Information provided section start
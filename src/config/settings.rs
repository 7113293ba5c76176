//! TOML-based configuration for nlquery.
//!
//! Supports a config file (nlquery.toml) with environment variable expansion
//! in paths.
//!
//! Example configuration:
//! ```toml
//! [catalog]
//! root = "${NLQUERY_HOME}"
//! path = "schema/update.toml"
//! table = "update"
//!
//! [parser]
//! provider_keywords = ["aws", "azure"]
//! most_frequent_limit = 5
//!
//! [compiler]
//! dialect = "sqlite"
//! strict_operators = false
//!
//! [database]
//! path = "./data/updates.db"
//! ```

use serde::{Deserialize, Serialize};
use std::env;
use std::fs;
use std::path::{Path, PathBuf};

use crate::compile::CompileOptions;
use crate::intent::ParserOptions;

/// Environment variable naming an explicit config file.
pub const CONFIG_ENV_VAR: &str = "NLQUERY_CONFIG";

/// Error type for settings.
#[derive(Debug, thiserror::Error)]
pub enum SettingsError {
    #[error("Config file not found: {0}")]
    FileNotFound(PathBuf),

    #[error("Failed to read config file: {0}")]
    ReadError(#[from] std::io::Error),

    #[error("Failed to parse config file: {0}")]
    ParseError(#[from] toml::de::Error),

    #[error("Missing environment variable: {0}")]
    MissingEnvVar(String),
}

/// Root configuration structure.
#[derive(Debug, Clone, Default, PartialEq, Deserialize, Serialize)]
#[serde(default)]
pub struct Settings {
    /// Where the schema catalog lives.
    pub catalog: CatalogSettings,

    /// Column names and keyword lists for the intent parser.
    pub parser: ParserOptions,

    /// SQL generation options.
    pub compiler: CompileOptions,

    /// Database used by `run`.
    pub database: DatabaseSettings,
}

/// Schema catalog location.
#[derive(Debug, Clone, PartialEq, Eq, Deserialize, Serialize)]
#[serde(default)]
pub struct CatalogSettings {
    /// Project root the catalog path is resolved against (supports ${ENV_VAR}).
    pub root: String,

    /// Catalog file, relative to `root` unless absolute (supports ${ENV_VAR}).
    pub path: String,

    /// Name of the table questions are asked about.
    pub table: String,
}

impl Default for CatalogSettings {
    fn default() -> Self {
        Self {
            root: ".".to_string(),
            path: "schema/update.toml".to_string(),
            table: "update".to_string(),
        }
    }
}

impl CatalogSettings {
    /// Project root with environment variables expanded.
    pub fn resolved_root(&self) -> Result<PathBuf, SettingsError> {
        expand_env_vars(&self.root).map(PathBuf::from)
    }

    /// Catalog locator with environment variables expanded.
    pub fn resolved_path(&self) -> Result<String, SettingsError> {
        expand_env_vars(&self.path)
    }
}

/// Database configuration.
#[derive(Debug, Clone, Default, PartialEq, Eq, Deserialize, Serialize)]
#[serde(default)]
pub struct DatabaseSettings {
    /// SQLite database file (supports ${ENV_VAR} expansion).
    pub path: Option<String>,
}

impl DatabaseSettings {
    /// Database path with environment variables expanded.
    pub fn resolved_path(&self) -> Result<Option<PathBuf>, SettingsError> {
        self.path
            .as_deref()
            .map(|p| expand_env_vars(p).map(PathBuf::from))
            .transpose()
    }
}

impl Settings {
    /// Load settings from a TOML file.
    pub fn from_file<P: AsRef<Path>>(path: P) -> Result<Self, SettingsError> {
        let path = path.as_ref();
        if !path.exists() {
            return Err(SettingsError::FileNotFound(path.to_path_buf()));
        }

        let content = fs::read_to_string(path)?;
        let settings: Settings = toml::from_str(&content)?;
        tracing::debug!(path = %path.display(), "loaded settings");
        Ok(settings)
    }

    /// Load settings from the default config file locations.
    ///
    /// Searches in order:
    /// 1. Environment variable `NLQUERY_CONFIG`
    /// 2. `./nlquery.toml`
    /// 3. `~/.config/nlquery/config.toml`
    pub fn load() -> Result<Self, SettingsError> {
        // Check environment variable first
        if let Ok(path) = env::var(CONFIG_ENV_VAR) {
            return Self::from_file(&path);
        }

        // Check local directory
        let local_config = PathBuf::from("nlquery.toml");
        if local_config.exists() {
            return Self::from_file(&local_config);
        }

        // Check user config directory
        if let Some(config_dir) = dirs::config_dir() {
            let user_config = config_dir.join("nlquery").join("config.toml");
            if user_config.exists() {
                return Self::from_file(&user_config);
            }
        }

        // Return defaults if no config file found
        Ok(Settings::default())
    }
}

/// Expand environment variables in a string.
///
/// Supports `${VAR}` and `$VAR` syntax.
pub fn expand_env_vars(s: &str) -> Result<String, SettingsError> {
    let mut result = String::with_capacity(s.len());
    let mut chars = s.chars().peekable();

    while let Some(c) = chars.next() {
        if c != '$' {
            result.push(c);
            continue;
        }

        let var_name: String = if chars.peek() == Some(&'{') {
            chars.next(); // consume '{'
            chars.by_ref().take_while(|&ch| ch != '}').collect()
        } else {
            // $VAR (ends at non-alphanumeric/underscore)
            let mut name = String::new();
            while let Some(&ch) = chars.peek() {
                if ch.is_alphanumeric() || ch == '_' {
                    name.push(ch);
                    chars.next();
                } else {
                    break;
                }
            }
            if name.is_empty() {
                // Just a lone $, keep it
                result.push('$');
                continue;
            }
            name
        };

        let value =
            env::var(&var_name).map_err(|_| SettingsError::MissingEnvVar(var_name.clone()))?;
        result.push_str(&value);
    }

    Ok(result)
}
Information provided section end
:: Problem statement ::
Beginning at the line with "repository 7113293ba5c76176" and stopping after the line with "SQL generation options.", please write out every line of the data above exactly and nothing else.

:: Response for this exercise ::
repository 7113293ba5c76176
//! TOML-based configuration for nlquery.
//!
//! Supports a config file (nlquery.toml) with environment variable expansion
//! in paths.
//!
//! Example configuration:
//! ```toml
//! [catalog]
//! root = "${NLQUERY_HOME}"
//! path = "schema/update.toml"
//! table = "update"
//!
//! [parser]
//! provider_keywords = ["aws", "azure"]
//! most_frequent_limit = 5
//!
//! [compiler]
//! dialect = "sqlite"
//! strict_operators = false
//!
//! [database]
//! path = "./data/updates.db"
//! ```

use serde::{Deserialize, Serialize};
use std::env;
use std::fs;
use std::path::{Path, PathBuf};

use crate::compile::CompileOptions;
use crate::intent::ParserOptions;

/// Environment variable naming an explicit config file.
pub const CONFIG_ENV_VAR: &str = "NLQUERY_CONFIG";

/// Error type for settings.
#[derive(Debug, thiserror::Error)]
pub enum SettingsError {
    #[error("Config file not found: {0}")]
    FileNotFound(PathBuf),

    #[error("Failed to read config file: {0}")]
    ReadError(#[from] std::io::Error),

    #[error("Failed to parse config file: {0}")]
    ParseError(#[from] toml::de::Error),

    #[error("Missing environment variable: {0}")]
    MissingEnvVar(String),
}

/// Root configuration structure.
#[derive(Debug, Clone, Default, PartialEq, Deserialize, Serialize)]
#[serde(default)]
pub struct Settings {
    /// Where the schema catalog lives.
    pub catalog: CatalogSettings,

    /// Column names and keyword lists for the intent parser.
    pub parser: ParserOptions,

    /// SQL generation options.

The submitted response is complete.